Coleção Memória das Lutas Populares no RN
Coleção Memória Histórica

Juliano Homem de Siqueira - Volume VIII

Uma breve história brasileira
Sérgio Cabral

Uma das histórias das mais brasileiras que conheço é a de meu amigo e vascaíno Juliano.

Na década de 70, ele pertencia a uma daquelas organizações guerrilheiras que atraíram uma boa parte da nossa juventude, desesperada com a ditadura militar que parecia eternizar-se no Brasil. A organização de Juliano foi dizimada pela repressão, sobrando cinco ou seis integrantes que acabaram presos e levados para o quartel da Polícia do Exército, na Rua Barão de Mesquita. Entre eles, o nosso Juliano.

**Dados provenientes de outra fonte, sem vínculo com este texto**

//! pageprobe - locate word-list occurrences on printed pages

use std::fs::File;
use std::io::{self, BufWriter, Write};
use std::path::{Path, PathBuf};
use std::process::ExitCode;

use clap::{Args, Parser, Subcommand};
use rand::SeedableRng;
use rand::rngs::StdRng;
use tracing::info;
use tracing_subscriber::EnvFilter;

use pageprobe::io::{read_pages, read_word_list, write_json, write_pages, write_table};
use pageprobe::util::time_seed_nanos;
use pageprobe::{
    ChapterMap, DEFAULT_DELIMITER, DEFAULT_THRESHOLD, DEFAULT_TITLE_STYLE, DocxPackage, Paginator,
    PaginatorConfig, PdftotextExtractor, Pipeline, PipelineConfig, ProbeMapper, RecoveredEntry,
    Report, Result, SofficeRenderer, dedup_entries, render_pages, sort_entries, strip_probes,
};

#[derive(Parser)]
#[command(name = "pageprobe")]
#[command(version, about = "Locate word-list occurrences on printed pages", long_about = None)]
#[command(after_help = "EXAMPLES:
    pageprobe run book.docx words.txt -o index.tsv       Seed, render, and map
    pageprobe run book.docx words.txt --paginate         Use the built-in paginator
    pageprobe map probe.txt clean.txt words.txt          Map from saved page dumps
    pageprobe index probe.txt                            Show the chapter map")]
struct Cli {
    #[command(subcommand)]
    command: Command,

    #[command(flatten)]
    options: Options,

    /// More log output (-v debug, -vv trace)
    #[arg(short, long, action = clap::ArgAction::Count, global = true)]
    verbose: u8,

    /// Only log errors
    #[arg(short, long, global = true, conflicts_with = "verbose")]
    quiet: bool,
}

#[derive(Args)]
struct Options {
    /// Paragraph style that marks chapter titles
    #[arg(long, global = true, default_value = DEFAULT_TITLE_STYLE)]
    title_style: String,

    /// Character wrapped around each probe
    #[arg(long, global = true, default_value_t = DEFAULT_DELIMITER)]
    delimiter: char,

    /// Minimum match score, exclusive (0-100)
    #[arg(long, global = true, default_value_t = DEFAULT_THRESHOLD,
          value_parser = clap::value_parser!(u8).range(0..=100))]
    threshold: u8,

    /// Use chapter page lists as found instead of filling gaps
    #[arg(long, global = true)]
    no_fill_gaps: bool,
}

impl Options {
    fn config(&self) -> PipelineConfig {
        PipelineConfig::default()
            .with_title_style(self.title_style.clone())
            .with_delimiter(self.delimiter)
            .with_threshold(self.threshold)
            .with_fill_page_gaps(!self.no_fill_gaps)
    }
}

#[derive(Args)]
struct TableOutput {
    /// Output file (default: stdout)
    #[arg(short, long, value_name = "FILE")]
    output: Option<PathBuf>,

    /// Write JSON instead of a tab-separated table
    #[arg(long)]
    json: bool,

    /// Drop repeated (word, page, chapter) rows
    #[arg(long)]
    dedup: bool,
}

#[derive(Subcommand)]
enum Command {
    /// Seed a DOCX, render it twice, and write the page table
    Run {
        /// Source document
        document: PathBuf,
        /// Word list, one word per line
        words: PathBuf,

        #[command(flatten)]
        table: TableOutput,

        /// Seed for probe placement (default: time-based)
        #[arg(long)]
        seed: Option<u64>,

        /// Also save the probe-bearing document
        #[arg(long, value_name = "DOCX")]
        seeded: Option<PathBuf>,

        /// Also save the clean document
        #[arg(long, value_name = "DOCX")]
        clean: Option<PathBuf>,

        /// Lay pages out in-process instead of calling soffice and pdftotext
        #[arg(long)]
        paginate: bool,

        /// Page capacity for --paginate
        #[arg(long, default_value_t = 1800, requires = "paginate")]
        chars_per_page: usize,

        /// LibreOffice executable
        #[arg(long, default_value = "soffice")]
        soffice: String,

        /// pdftotext executable
        #[arg(long, default_value = "pdftotext")]
        pdftotext: String,
    },

    /// Write the probe-bearing and clean documents without rendering
    Seed {
        document: PathBuf,
        words: PathBuf,
        /// Probe-bearing output
        seeded: PathBuf,
        /// Clean output
        clean: PathBuf,
        #[arg(long)]
        seed: Option<u64>,
    },

    /// Print the chapter map of a page-text dump, gaps filled unless
    /// --no-fill-gaps is given
    Index {
        /// Page texts separated by form feeds
        pages: PathBuf,
        #[arg(long)]
        json: bool,
    },

    /// Map probes between two saved page-text dumps
    Map {
        /// Pages of the probe-bearing rendering
        probe_pages: PathBuf,
        /// Pages of the clean rendering
        clean_pages: PathBuf,
        words: PathBuf,
        #[command(flatten)]
        table: TableOutput,
    },

    /// Lay a DOCX out with the built-in paginator and dump its pages
    Paginate {
        document: PathBuf,
        /// Output file (default: stdout)
        #[arg(short, long, value_name = "FILE")]
        output: Option<PathBuf>,
        #[arg(long, default_value_t = 1800)]
        chars_per_page: usize,
        /// Emit a `Chapter <n>` page before each chapter
        #[arg(long)]
        title_pages: bool,
    },
}

fn main() -> ExitCode {
    let cli = Cli::parse();
    init_tracing(cli.verbose, cli.quiet);

    match execute(cli.command, &cli.options) {
        Ok(()) => ExitCode::SUCCESS,
        Err(e) => {
            eprintln!("error: {e}");
            ExitCode::FAILURE
        }
    }
}

fn init_tracing(verbose: u8, quiet: bool) {
    let level = match (quiet, verbose) {
        (true, _) => "error",
        (false, 0) => "info",
        (false, 1) => "debug",
        (false, _) => "trace",
    };
    let filter = EnvFilter::try_from_default_env()
        .unwrap_or_else(|_| EnvFilter::new(format!("pageprobe={level}")));
    tracing_subscriber::fmt()
        .with_env_filter(filter)
        .with_writer(io::stderr)
        .with_target(false)
        .init();
}

fn execute(command: Command, options: &Options) -> Result<()> {
    let config = options.config();
    match command {
        Command::Run {
            document,
            words,
            table,
            seed,
            seeded,
            clean,
            paginate,
            chars_per_page,
            soffice,
            pdftotext,
        } => {
            let package = DocxPackage::open(&document)?;
            let words = read_word_list(&words)?;
            let mut rng = rng(seed);

            let report = if paginate {
                let paginator = Paginator::new(PaginatorConfig {
                    chars_per_page,
                    title_style: config.title_style.clone(),
                    ..PaginatorConfig::default()
                });
                Pipeline::with_config(paginator.clone(), paginator, config)
                    .run(package.document(), &words, &mut rng)?
            } else {
                let renderer = SofficeRenderer::new(package.clone()).with_program(soffice);
                let extractor = PdftotextExtractor::new().with_program(pdftotext);
                Pipeline::with_config(renderer, extractor, config)
                    .run(package.document(), &words, &mut rng)?
            };

            save_documents(&package, &report, seeded.as_deref(), clean.as_deref())?;
            emit(report.mapping.entries, &table)
        }
        Command::Seed {
            document,
            words,
            seeded,
            clean,
            seed,
        } => {
            let package = DocxPackage::open(&document)?;
            let words = read_word_list(&words)?;
            let mut probed = package.document().clone();
            let probes = config.seeder().seed(&mut probed, &words, &mut rng(seed))?;
            package.save(&probed, &seeded)?;
            package.save(&strip_probes(&probed, config.delimiter), &clean)?;
            info!(
                probes = probes.len(),
                seeded = %seeded.display(),
                clean = %clean.display(),
                "wrote documents"
            );
            Ok(())
        }
        Command::Index { pages, json } => {
            let pages = read_pages(&pages)?;
            print_map(&config.chapter_map(&pages), json)
        }
        Command::Map {
            probe_pages,
            clean_pages,
            words,
            table,
        } => {
            let probe_pages = read_pages(&probe_pages)?;
            let clean_pages = read_pages(&clean_pages)?;
            let words = read_word_list(&words)?;
            let mapping =
                ProbeMapper::with_config(config).map_pages(&probe_pages, &clean_pages, &words);
            emit(mapping.entries, &table)
        }
        Command::Paginate {
            document,
            output,
            chars_per_page,
            title_pages,
        } => {
            let package = DocxPackage::open(&document)?;
            let paginator = Paginator::new(PaginatorConfig {
                chars_per_page,
                title_style: config.title_style,
                title_pages,
                ..PaginatorConfig::default()
            });
            let pages = render_pages(&paginator, &paginator, package.document())?;
            write_pages(&pages, open_output(output.as_deref())?)
        }
    }
}

fn rng(seed: Option<u64>) -> StdRng {
    let seed = seed.unwrap_or_else(time_seed_nanos);
    info!(seed, "probe placement seed");
    StdRng::seed_from_u64(seed)
}

fn save_documents(
    package: &DocxPackage,
    report: &Report,
    seeded: Option<&Path>,
    clean: Option<&Path>,
) -> Result<()> {
    if let Some(path) = seeded {
        package.save(&report.seeded, path)?;
    }
    if let Some(path) = clean {
        package.save(&report.clean, path)?;
    }
    Ok(())
}

fn emit(mut entries: Vec<RecoveredEntry>, table: &TableOutput) -> Result<()> {
    if table.dedup {
        dedup_entries(&mut entries);
    } else {
        sort_entries(&mut entries);
    }

    let writer = open_output(table.output.as_deref())?;
    if table.json {
        write_json(&entries, writer)
    } else {
        write_table(&entries, writer)
    }
}

fn open_output(path: Option<&Path>) -> Result<Box<dyn Write>> {
    Ok(match path {
        Some(path) => Box::new(BufWriter::new(File::create(path)?)),
        None => Box::new(BufWriter::new(io::stdout().lock())),
    })
}

fn print_map(map: &ChapterMap, json: bool) -> Result<()> {
    let mut out = BufWriter::new(io::stdout().lock());
    if json {
        serde_json::to_writer_pretty(&mut out, map).map_err(io::Error::from)?;
        writeln!(out)?;
    } else {
        writeln!(out, "Chapter\tPages")?;
        for (chapter, pages) in map.iter() {
            let pages: Vec<String> = pages.iter().map(u32::to_string).collect();
            writeln!(out, "{chapter}\t{}", pages.join(","))?;
        }
    }
    out.flush()?;
    Ok(())
}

A ordem era a seguinte: os presos teriam que ficar deitados, um perto do outro, mas ninguém poderia falar. Um sentinela, com um fuzil carregado, postava-se atrás deles com a seguinte determinação: se um falasse com o outro, bala neles.

E, assim, calados, permaneceram longos quatro dias, quando, finalmente, chegou um sentinela que conhecia um dos presos:

Ué, você está aqui?

- É rapaz, entrei nessa fria.

- Mas fica calado, porque tenho ordem de atirar, se você falar.

Foi o bastante para que o meu amigo Juliano dissesse alguma coisa, depois de quatro dias de silêncio. E a sua voz saiu exatamente para satisfazer a curiosidade que o atormentava, naqueles momentos em que a morte e o sofrimento eram presenças mais constantes:

- Você sabe quanto foi Vasco x Volta Redonda? – Perguntou ele ao sentinela.

- Um a zero, Vasco.

Juliano pensou, mediu todos os riscos de sua atitude, mas achou que valia a pena insistir:

- Gol de quem?

- Marco Antônio. E cala a boca, senão atiro! – Respondeu, já irritado, o sentinela.

Muito tempo depois, livre a prisão, ao me contar essa história, Juliano completou, com um sorriso um tanto ou quanto moleque:

- Confesso que fiquei envergonhado com os meus sentimentos. Mas a verdade é que, quando o sentinela me informou que o Vasco venceu por um a zero, fiquei feliz.

Ao narrar essa aventura de Juliano, nas comemorações do 89.o aniversário do glorioso C.R. Vasco da Gama, quero dizer o seguinte: o sentimento de vascainidade é tão forte que é maior do que a própria morte. O Vasco vence e a gente fica feliz. Sejam quais forem as circunstâncias.